• YOUR OBJECTIVE: The response should consist of the data reproduced word for word.

• SUPPLIED INFORMATION:
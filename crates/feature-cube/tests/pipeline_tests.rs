//! Per-pipeline tests against the fixture catalogue.

use feature_cube::pipeline::{
    FractionalCoverPipeline, GeomedianPipeline, MonthlyIndexPipeline, ProductPipeline,
    SlopePipeline,
};
use feature_cube::reduce::GeomedianConfig;
use feature_cube::{FeatureError, FlattenedLayer, MemorySource, Resampling, StatReducer};
use chrono::Duration;
use test_utils::*;

fn names(layers: &[FlattenedLayer]) -> Vec<&str> {
    layers.iter().map(FlattenedLayer::name).collect()
}

fn find<'a>(layers: &'a [FlattenedLayer], name: &str) -> &'a FlattenedLayer {
    layers
        .iter()
        .find(|l| l.name() == name)
        .unwrap_or_else(|| panic!("layer {} missing from {:?}", name, names(layers)))
}

#[tokio::test]
async fn test_annual_geomedian_with_indices() {
    let query = sample_query();
    let source = sample_catalog();
    let pipeline = GeomedianPipeline::annual(query.annual_geomedian_times.clone(), GeomedianConfig::default());

    let layers = pipeline.run(&source, &query.baseline).await.unwrap();

    // 13 product bands plus 5 indices for the single window.
    assert_eq!(layers.len(), 18);
    assert!(layers.iter().all(|l| l.name().ends_with("_s2_y1")));

    let blue = find(&layers, "blue_s2_y1");
    assert!(blue.data().iter().all(|v| *v == 500.0));
    let ndvi = find(&layers, "NDVI_s2_y1");
    assert_approx_eq!(ndvi.data()[0], 0.5, 1e-6);
    find(&layers, "bcmad_s2_y1");

    let requests = source.requests();
    assert_eq!(requests.len(), 1);
    assert_eq!(requests[0].product, "gm_s2_annual");
    assert_eq!(requests[0].measurements.len(), 13);
}

#[tokio::test]
async fn test_semiannual_windows_pick_nearest() {
    let query = sample_query();
    let pipeline = GeomedianPipeline::semiannual(
        query.semiannual_geomedian_times.clone(),
        GeomedianConfig::default(),
    );

    let layers = pipeline.run(&sample_catalog(), &query.baseline).await.unwrap();

    assert_eq!(layers.len(), 36);
    // The second semiannual step is offset by 10 per reflectance band.
    assert_eq!(find(&layers, "red_s2_h1").data()[0], 1000.0);
    assert_eq!(find(&layers, "red_s2_h2").data()[0], 1010.0);
}

#[tokio::test]
async fn test_monthly_steps_are_numbered() {
    let query = sample_query();
    let source = sample_catalog();
    let pipeline = MonthlyIndexPipeline::new(query.monthly_ndvi_time_range);

    let layers = pipeline.run(&source, &query.baseline).await.unwrap();

    assert_eq!(names(&layers), vec!["ndvi_mean_0", "ndvi_mean_1", "ndvi_mean_2"]);
    assert_approx_eq!(find(&layers, "ndvi_mean_2").data()[5], 0.3, 1e-6);
    assert_eq!(source.requests()[0].resampling, Resampling::Bilinear);
}

#[tokio::test]
async fn test_fractional_cover_masked_and_reduced() {
    let query = sample_query();
    let source = sample_catalog();
    let pipeline = FractionalCoverPipeline::new(
        query.ls_fc_cover_times.clone(),
        StatReducer::Mean,
        Duration::zero(),
    );

    let layers = pipeline.run(&source, &query.baseline).await.unwrap();

    assert_eq!(
        names(&layers),
        vec![
            "bs_mean_b1", "pv_mean_b1", "npv_mean_b1", "ue_mean_b1",
            "bs_mean_b2", "pv_mean_b2", "npv_mean_b2", "ue_mean_b2",
        ]
    );

    // b1 holds Landsat steps 0..=3, b2 steps 4..=7; pixel 1 is always wet.
    let b1 = find(&layers, "bs_mean_b1");
    assert_eq!(b1.data()[0], 11.5);
    assert!(b1.data()[1].is_nan());
    assert_eq!(find(&layers, "bs_mean_b2").data()[0], 15.5);

    let requests = source.requests();
    assert_eq!(requests.len(), 2);
    assert_eq!(requests[0].product, "fc_ls");
    assert_eq!(requests[0].collection_category.as_deref(), Some("T1"));
    assert_eq!(requests[1].product, "wofs_ls");
    assert_eq!(requests[1].resampling, Resampling::Nearest);
    assert!(requests[1].like.as_ref().is_some_and(|g| g.same_grid(&fixture_geobox())));
}

#[tokio::test]
async fn test_fractional_cover_median() {
    let query = sample_query();
    let pipeline = FractionalCoverPipeline::new(
        query.ls_fc_cover_times.clone(),
        StatReducer::Median,
        Duration::zero(),
    );

    let layers = pipeline.run(&sample_catalog(), &query.baseline).await.unwrap();
    assert_eq!(find(&layers, "ue_median_b1").data()[0], 41.5);
}

#[tokio::test]
async fn test_fractional_cover_without_mask_product_fails() {
    let query = sample_query();
    let geobox = fixture_geobox();
    let source = MemorySource::new().with_product(
        "fc_ls",
        create_fc_stack(&geobox, create_regular_times(utc_date(2020, 1, 3), 4, 16)),
    );
    let pipeline = FractionalCoverPipeline::new(
        query.ls_fc_cover_times.clone(),
        StatReducer::Mean,
        Duration::zero(),
    );

    let err = pipeline.run(&source, &query.baseline).await.unwrap_err();
    assert!(matches!(err, FeatureError::Source(_)));
}

#[tokio::test]
async fn test_slope_recoded_and_squeezed() {
    let query = sample_query();
    let pipeline = SlopePipeline::new(query.slope_time);

    let layers = pipeline.run(&sample_catalog(), &query.baseline).await.unwrap();

    assert_eq!(names(&layers), vec!["slope"]);
    let slope = &layers[0];
    assert!(slope.data()[0].is_nan());
    assert_eq!(slope.data()[1], 0.5);
    assert_eq!(slope.valid_count(), FIXTURE_WIDTH * FIXTURE_HEIGHT - 1);
}

#[tokio::test]
async fn test_slope_outside_product_time() {
    let mut query = sample_query();
    query.slope_time = feature_cube::TimeRange::parse("2010-01-01").unwrap();

    let err = SlopePipeline::new(query.slope_time)
        .run(&sample_catalog(), &query.baseline)
        .await
        .unwrap_err();
    assert!(matches!(err, FeatureError::EmptyTimeAxis { .. }));
}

• ANSWER TO THIS EXERCISE:
filename crates/feature-cube/tests/pipeline_tests.rs
//! Per-pipeline tests against the fixture catalogue.

use feature_cube::pipeline::{
    FractionalCoverPipeline, GeomedianPipeline, MonthlyIndexPipeline, ProductPipeline,
    SlopePipeline,
};
use feature_cube::reduce::GeomedianConfig;
use feature_cube::{FeatureError, FlattenedLayer, MemorySource, Resampling, StatReducer};
use chrono::Duration;
use test_utils::*;

fn names(layers: &[FlattenedLayer]) -> Vec<&str> {
    layers.iter().map(FlattenedLayer::name).collect()
}

fn find<'a>(layers: &'a [FlattenedLayer], name: &str) -> &'a FlattenedLayer {
    layers
        .iter()
        .find(|l| l.name() == name)
        .unwrap_or_else(|| panic!("layer {} missing from {:?}", name, names(layers)))
}

#[tokio::test]
async fn test_annual_geomedian_with_indices() {
    let query = sample_query();
    let source = sample_catalog();
    let pipeline = GeomedianPipeline::annual(query.annual_geomedian_times.clone(), GeomedianConfig::default());

    let layers = pipeline.run(&source, &query.baseline).await.unwrap();

    // 13 product bands plus 5 indices for the single window.
    assert_eq!(layers.len(), 18);
    assert!(layers.iter().all(|l| l.name().ends_with("_s2_y1")));

    let blue = find(&layers, "blue_s2_y1");
    assert!(blue.data().iter().all(|v| *v == 500.0));
    let ndvi = find(&layers, "NDVI_s2_y1");
    assert_approx_eq!(ndvi.data()[0], 0.5, 1e-6);
    find(&layers, "bcmad_s2_y1");

    let requests = source.requests();
    assert_eq!(requests.len(), 1);
    assert_eq!(requests[0].product, "gm_s2_annual");
    assert_eq!(requests[0].measurements.len(), 13);
}

#[tokio::test]
async fn test_semiannual_windows_pick_nearest() {
    let query = sample_query();
    let pipeline = GeomedianPipeline::semiannual(
        query.semiannual_geomedian_times.clone(),
        GeomedianConfig::default(),
    );

    let layers = pipeline.run(&sample_catalog(), &query.baseline).await.unwrap();

    assert_eq!(layers.len(), 36);
    // The second semiannual step is offset by 10 per reflectance band.
    assert_eq!(find(&layers, "red_s2_h1").data()[0], 1000.0);
    assert_eq!(find(&layers, "red_s2_h2").data()[0], 1010.0);
}

#[tokio::test]
async fn test_monthly_steps_are_numbered() {
    let query = sample_query();
    let source = sample_catalog();
    let pipeline = MonthlyIndexPipeline::new(query.monthly_ndvi_time_range);

    let layers = pipeline.run(&source, &query.baseline).await.unwrap();

    assert_eq!(names(&layers), vec!["ndvi_mean_0", "ndvi_mean_1", "ndvi_mean_2"]);
    assert_approx_eq!(find(&layers, "ndvi_mean_2").data()[5], 0.3, 1e-6);
    assert_eq!(source.requests()[0].resampling, Resampling::Bilinear);
}

#[tokio::test]
async fn test_fractional_cover_masked_and_reduced() {
    let query = sample_query();
    let source = sample_catalog();
    let pipeline = FractionalCoverPipeline::new(
        query.ls_fc_cover_times.clone(),
        StatReducer::Mean,
        Duration::zero(),
    );

    let layers = pipeline.run(&source, &query.baseline).await.unwrap();

    assert_eq!(
        names(&layers),
        vec![
            "bs_mean_b1", "pv_mean_b1", "npv_mean_b1", "ue_mean_b1",
            "bs_mean_b2", "pv_mean_b2", "npv_mean_b2", "ue_mean_b2",
        ]
    );

    // b1 holds Landsat steps 0..=3, b2 steps 4..=7; pixel 1 is always wet.
    let b1 = find(&layers, "bs_mean_b1");
    assert_eq!(b1.data()[0], 11.5);
    assert!(b1.data()[1].is_nan());
    assert_eq!(find(&layers, "bs_mean_b2").data()[0], 15.5);

    let requests = source.requests();
    assert_eq!(requests.len(), 2);
    assert_eq!(requests[0].product, "fc_ls");
    assert_eq!(requests[0].collection_category.as_deref(), Some("T1"));
    assert_eq!(requests[1].product, "wofs_ls");
    assert_eq!(requests[1].resampling, Resampling::Nearest);
    assert!(requests[1].like.as_ref().is_some_and(|g| g.same_grid(&fixture_geobox())));
}

#[tokio::test]
async fn test_fractional_cover_median() {
    let query = sample_query();
    let pipeline = FractionalCoverPipeline::new(
        query.ls_fc_cover_times.clone(),
        StatReducer::Median,
        Duration::zero(),
    );

    let layers = pipeline.run(&sample_catalog(), &query.baseline).await.unwrap();
    assert_eq!(find(&layers, "ue_median_b1").data()[0], 41.5);
}

#[tokio::test]
async fn test_fractional_cover_without_mask_product_fails() {
    let query = sample_query();
    let geobox = fixture_geobox();
    let source = MemorySource::new().with_product(
        "fc_ls",
        create_fc_stack(&geobox, create_regular_times(utc_date(2020, 1, 3), 4, 16)),
    );
    let pipeline = FractionalCoverPipeline::new(
        query.ls_fc_cover_times.clone(),
        StatReducer::Mean,
        Duration::zero(),
    );

    let err = pipeline.run(&source, &query.baseline).await.unwrap_err();
    assert!(matches!(err, FeatureError::Source(_)));
}

#[tokio::test]
async fn test_slope_recoded_and_squeezed() {
    let query = sample_query();
    let pipeline = SlopePipeline::new(query.slope_time);

    let layers = pipeline.run(&sample_catalog(), &query.baseline).await.unwrap();

    assert_eq!(names(&layers), vec!["slope"]);
    let slope = &layers[0];
    assert!(slope.data()[0].is_nan());
    assert_eq!(slope.data()[1], 0.5);
    assert_eq!(slope.valid_count(), FIXTURE_WIDTH * FIXTURE_HEIGHT - 1);
}

#[tokio::test]
async fn test_slope_outside_product_time() {
    let mut query = sample_query();
    query.slope_time = feature_cube::TimeRange::parse("2010-01-01").unwrap();

    let err = SlopePipeline::new(query.slope_time)
        .run(&sample_catalog(), &query.baseline)
        .await
        .unwrap_err();
    assert!(matches!(err, FeatureError::EmptyTimeAxis { .. }));
}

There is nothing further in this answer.